It’s been nearly 20 years in the making and now the North Trail High School is finally set to open its doors to Calgary students.
With public schools set to welcome learners on Aug. 31, media were given a tour of the new $70 million high school that will finally serve teens in the Calgary communities of Country Hills, Country Hills Village, Coventry Hills, Harvest Hills, Hidden Valley and Panorama Hills.
Aliza Lakhani will be entering Grade 10 at the school this year. The former Riverside Grade 9 student was thrilled to be part of the first students attending North Trail.
“It’s really amazing, all the architecture and the work that’s been put into it,” she said.
“A lot of things are green and new and modern in the school to accommodate new learning styles and I think it’s just really cool. It’s going to benefit the students a lot.”
For many students, the prospect of a long commute to high school loomed. Lakhani was prepped to attend either John G. Diefenbaker High School or James Fowler – a respective 15-minute commute to one and 25 minutes to the other.
Her last school was 40 minutes away and it prevented Lakhani from participating in before and after school activities, she said. She just wasn’t able to get there on her own.
“I think with the new high school being so close, I’ll be able to do a lot more clubs and get to school earlier and do more classes,” she said.
Fellow upcoming Grade 10 student Maya Stewart was looking at a 45-minute commute each day to Crescent Heights High School.
Now her school is within walking distance.
Stewart’s parents were among those who rallied to have the new school built, she said. She’s excited to be a part of North Trail. She loves the new building.
“It’s really open and there’s lots of windows so it’s nice and bright in here,” Stewart said.
“The gym. I like the gym. And there’s a theater here, too.”
Students will bring the school to life: Principal Bester

For the first year, North Trail will welcome Grade 10 and 11 students only. Students will progress from there and the first Grade 12 classes will happen in 2024/2025.
Even though it’s only two grades, they’re expecting nearly 1,300 students. Once you add in next year’s freshmen, it will be at 1,800. That’s already near capacity.
New principal Mike Bester said for a lot of parents in the community, this building is a long time coming. He knows there’s been a need in the area for years.
It’s a big and beautiful building with a lot of great open space, but Bester said that it’s the students that bring the most light to the building.
“It will feel smaller once we get all of our students here,” he said.
“That’s the most exciting part. It is an amazing, beautiful building, but it comes to life when the kids come.”
Bester said the building has tremendous new educational features, too. It’s filled with advanced technology, land-based learning opportunities, natural sciences (with an outdoor, rooftop garden), and a massive learning commons.

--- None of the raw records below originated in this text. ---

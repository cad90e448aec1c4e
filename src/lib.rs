//! Batch Patcher: literal find/replace cleanup across a fixed set of files
//!
//! A [`PatchTable`] maps project-relative paths to ordered
//! [`ReplacementRule`]s. Each file is read as UTF-8 with its line endings
//! untouched, every rule is applied as a global literal replace, and the file
//! is written back only when its text actually changed.
//!
//! # Accounting
//!
//! A rule counts as one change whenever its needle is present at the moment
//! the rule runs. The count is per rule application, not a diff size, so two
//! rules touching the same text both count.
//!
//! # Example
//!
//! ```no_run
//! use batch_patcher::{apply_table, PatchTable};
//! use std::path::Path;
//!
//! let report = apply_table(&PatchTable::builtin(), Path::new("."));
//! println!(
//!     "Made {} changes across {} file(s).",
//!     report.total_changes(),
//!     report.files_modified()
//! );
//! ```

pub mod config;
pub mod edit;
pub mod report;
pub mod safety;

// Re-exports
pub use config::{
    apply_table, load_from_path, load_from_str, ApplyError, ConfigError, FileEntry, FileReport,
    FileStatus, PatchTable, ReplacementRule, RunReport, ValidationError,
};
pub use edit::{apply_rules, EditError, Patched};
pub use safety::{resolve_target, SafetyError};
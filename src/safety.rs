use std::path::{Component, Path, PathBuf};
use thiserror::Error;

#[derive(Error, Debug, Clone, PartialEq, Eq)]
pub enum SafetyError {
    #[error("path escapes project root: {path} (root: {root})")]
    OutsideRoot { path: PathBuf, root: PathBuf },

    #[error("absolute paths are not allowed in a patch table: {0}")]
    AbsolutePath(PathBuf),
}

/// Resolve a table path against the project root.
///
/// The join is normalised lexically: `.` components are dropped and `..` pops
/// the previous component. Nothing touches the filesystem, so a missing file
/// still resolves and can be reported as not found by the caller.
pub fn resolve_target(root: &Path, relative: impl AsRef<Path>) -> Result<PathBuf, SafetyError> {
    let relative = relative.as_ref();

    if relative.has_root() {
        return Err(SafetyError::AbsolutePath(relative.to_path_buf()));
    }

    let root = normalize(root);
    let relative = normalize(relative);

    if matches!(relative.components().next(), Some(Component::ParentDir)) {
        return Err(SafetyError::OutsideRoot {
            path: normalize(&root.join(&relative)),
            root,
        });
    }

    Ok(root.join(relative))
}

/// Lexical path normalisation.
pub fn normalize(path: &Path) -> PathBuf {
    let mut out = PathBuf::new();

    for component in path.components() {
        match component {
            Component::CurDir => {}
            Component::ParentDir => {
                let popped = matches!(out.components().next_back(), Some(Component::Normal(_)));
                if popped {
                    out.pop();
                } else if !out.has_root() {
                    out.push("..");
                }
            }
            other => out.push(other.as_os_str()),
        }
    }

    if out.as_os_str().is_empty() {
        out.push(".");
    }

    out
}
use anyhow::{Context, Result};
use batch_patcher::config::{apply_table, load_from_path, FileStatus, PatchTable};
use batch_patcher::report;
use clap::Parser;
use colored::Colorize;
use std::env;
use std::path::{Path, PathBuf};
use tracing::debug;
use tracing_subscriber::EnvFilter;

const ROOT_ENV: &str = "BATCH_PATCHER_ROOT";

#[derive(Parser)]
#[command(name = "batch-patcher")]
#[command(
    about = "Remove unused imports and stale references with literal replacements",
    long_about = None
)]
#[command(version)]
struct Cli {
    /// Project root the table paths are relative to (defaults to the current directory)
    #[arg(short, long)]
    workspace: Option<PathBuf>,

    /// Load the patch table from a TOML file instead of the built-in one
    #[arg(short, long)]
    table: Option<PathBuf>,

    /// Show unified diff of every cleaned file
    #[arg(short, long)]
    diff: bool,

    /// Print the patch table and exit without touching any file
    #[arg(long)]
    list: bool,
}

fn main() -> Result<()> {
    tracing_subscriber::fmt()
        .with_env_filter(EnvFilter::from_default_env())
        .with_writer(std::io::stderr)
        .init();

    let cli = Cli::parse();

    let table = match &cli.table {
        Some(path) => load_from_path(path)
            .with_context(|| format!("could not load patch table {}", path.display()))?,
        None => PatchTable::builtin(),
    };

    if cli.list {
        println!("{}", report::table_listing(&table));
        return Ok(());
    }

    let root = resolve_root(cli.workspace)?;
    debug!(root = %root.display(), files = table.len(), "starting run");

    cmd_run(&table, &root, cli.diff);
    Ok(())
}

/// Resolve the project root.
///
/// Priority order:
/// 1. Explicit --workspace flag
/// 2. BATCH_PATCHER_ROOT environment variable
/// 3. Current directory
fn resolve_root(cli_workspace: Option<PathBuf>) -> Result<PathBuf> {
    if let Some(path) = cli_workspace {
        return path
            .canonicalize()
            .with_context(|| format!("workspace does not exist: {}", path.display()));
    }

    if let Ok(env_path) = env::var(ROOT_ENV) {
        let path = PathBuf::from(&env_path);
        if path.is_dir() {
            return path
                .canonicalize()
                .with_context(|| format!("could not resolve {ROOT_ENV}: {env_path}"));
        }
        eprintln!(
            "{}",
            format!("Warning: {ROOT_ENV} is set but path doesn't exist: {env_path}").yellow()
        );
    }

    env::current_dir().context("could not determine the current directory")
}

fn cmd_run(table: &PatchTable, root: &Path, show_diff: bool) {
    println!("{}", report::BANNER.bold());

    let run = apply_table(table, root);

    for file in &run.files {
        println!("{}", report::status_line(file));

        if show_diff {
            if let FileStatus::Cleaned { original, patched } = &file.status {
                print!("{}", report::diff(&file.full_path, original, patched));
            }
        }
    }

    for line in report::summary_lines(&run) {
        println!("{line}");
    }
}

One of the science learning leaders, Rachel Gustafson, said the science facilities in the building are state-of-the-art. They have a ton of space and many things that most high school labs in the city don’t have: 3D printers, UV sanitation, fume hoods and cabinets.
“I mean, the opportunity for us to be part of the process where we’re able to actually select materials and instruments that we want to have our students experience has been the biggest opportunity for us,” she said.

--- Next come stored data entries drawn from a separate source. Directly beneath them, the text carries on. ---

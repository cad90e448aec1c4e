use serde::Deserialize;
use std::collections::HashSet;
use std::fmt;

/// Ordered file → rules table driving a run.
#[derive(Debug, Deserialize, Default, Clone, PartialEq, Eq)]
pub struct PatchTable {
    #[serde(default)]
    pub meta: Metadata,
    #[serde(default)]
    pub files: Vec<FileEntry>,
}

impl PatchTable {
    pub fn new(files: Vec<FileEntry>) -> Self {
        Self {
            meta: Metadata::default(),
            files,
        }
    }

    pub fn len(&self) -> usize {
        self.files.len()
    }

    pub fn is_empty(&self) -> bool {
        self.files.is_empty()
    }

    pub fn validate(&self) -> Result<(), ValidationError> {
        let mut issues = Vec::new();
        let mut seen = HashSet::new();

        if self.files.is_empty() {
            issues.push(ValidationIssue::EmptyTable);
        }

        for entry in &self.files {
            if entry.path.trim().is_empty() {
                issues.push(ValidationIssue::MissingField {
                    path: None,
                    field: "path",
                });
                continue;
            }

            if !seen.insert(entry.path.as_str()) {
                issues.push(ValidationIssue::DuplicatePath {
                    path: entry.path.clone(),
                });
            }

            for (idx, rule) in entry.rules.iter().enumerate() {
                if rule.find.is_empty() {
                    issues.push(ValidationIssue::EmptyNeedle {
                        path: entry.path.clone(),
                        rule: idx,
                    });
                }
            }
        }

        if issues.is_empty() {
            Ok(())
        } else {
            Err(ValidationError { issues })
        }
    }
}

#[derive(Debug, Deserialize, Default, Clone, PartialEq, Eq)]
pub struct Metadata {
    #[serde(default)]
    pub name: String,
    #[serde(default)]
    pub description: Option<String>,
}

/// One target file and the rules applied to it, in order.
#[derive(Debug, Deserialize, Clone, PartialEq, Eq)]
pub struct FileEntry {
    /// Path relative to the project root
    pub path: String,
    #[serde(default)]
    pub rules: Vec<ReplacementRule>,
}

impl FileEntry {
    pub fn new(path: impl Into<String>, rules: Vec<ReplacementRule>) -> Self {
        Self {
            path: path.into(),
            rules,
        }
    }
}

/// Literal needle and its replacement.
#[derive(Debug, Deserialize, Clone, PartialEq, Eq)]
pub struct ReplacementRule {
    pub find: String,
    #[serde(default)]
    pub replace: String,
}

impl ReplacementRule {
    pub fn new(find: impl Into<String>, replace: impl Into<String>) -> Self {
        Self {
            find: find.into(),
            replace: replace.into(),
        }
    }
}

#[derive(Debug, Clone)]
pub struct ValidationError {
    pub issues: Vec<ValidationIssue>,
}

impl fmt::Display for ValidationError {
    fn fmt(&self, f: &mut fmt::Formatter<'_>) -> fmt::Result {
        for (idx, issue) in self.issues.iter().enumerate() {
            if idx > 0 {
                writeln!(f)?;
            }
            write!(f, "{issue}")?;
        }
        Ok(())
    }
}

impl std::error::Error for ValidationError {}

#[derive(Debug, Clone, PartialEq, Eq)]
pub enum ValidationIssue {
    EmptyTable,
    MissingField {
        path: Option<String>,
        field: &'static str,
    },
    DuplicatePath {
        path: String,
    },
    EmptyNeedle {
        path: String,
        rule: usize,
    },
}

impl fmt::Display for ValidationIssue {
    fn fmt(&self, f: &mut fmt::Formatter<'_>) -> fmt::Result {
        match self {
            ValidationIssue::EmptyTable => write!(f, "patch table contains no files"),
            ValidationIssue::MissingField { path, field } => match path {
                Some(path) => write!(f, "entry '{path}' missing required field '{field}'"),
                None => write!(f, "entry missing required field '{field}'"),
            },
            ValidationIssue::DuplicatePath { path } => {
                write!(f, "entry '{path}' appears more than once")
            }
            ValidationIssue::EmptyNeedle { path, rule } => {
                write!(f, "entry '{path}' rule {rule} has an empty 'find'")
            }
        }
    }
}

“It has just been groundbreaking.”
Home of the Nighthawks

Tim Mo teaches Design Thinking for Innovation at the North Trail High School. He’s as excited as the rest of the staff and students to be in a new, cutting-edge building.
“I think definitely it opens up a lot more options, opportunities for us to use new equipment like this,” he said.
“For us teachers, we are probably conditioned to be accommodating in the teaching tools that we get. So, to be able to use new tools like this is definitely a huge advantage when it comes to the stuff that we can offer to the kids and that gets me super excited.”
Mo teaches, but he also had an interesting additional role to tackle with the school. He helped design the school’s new Nighthawks logo.
The Nighthawks name was chosen through a selection with the community, in consultation with the Indigenous Elders in the area, Mo said. It’s a blue and green motif for the main school logo and a simplified design of a hawk for the school athletic uniforms.
Mo said he has dozens of different design sketches that he made.
“We really wanted to narrow and have a distinct logo for our school,” he said.
“So, we narrowed down to one would be for the athletics – a more simple and modern one – and one for the kind of overarching what the school encompasses.”
Bester said everything’s pulled together for that first day of school. He expects a sleepless night before school starts on Aug. 31.
But then the magic happens. It’s something he experienced only once before, fresh out of university as a brand-new teacher. He was a part of the Lester B. Pearson High School opening in Calgary back in 1990. It’s a career come full circle for him and he’s excited to get started.
“I’m really just humbled to be here, and to have this opportunity,” he said.
“It’s not an opportunity that occurs often in a career.”
The school was built by Bird Construction through Alberta Infrastructure.
After years of community struggle, the building was finally funded in the 2019 provincial budget.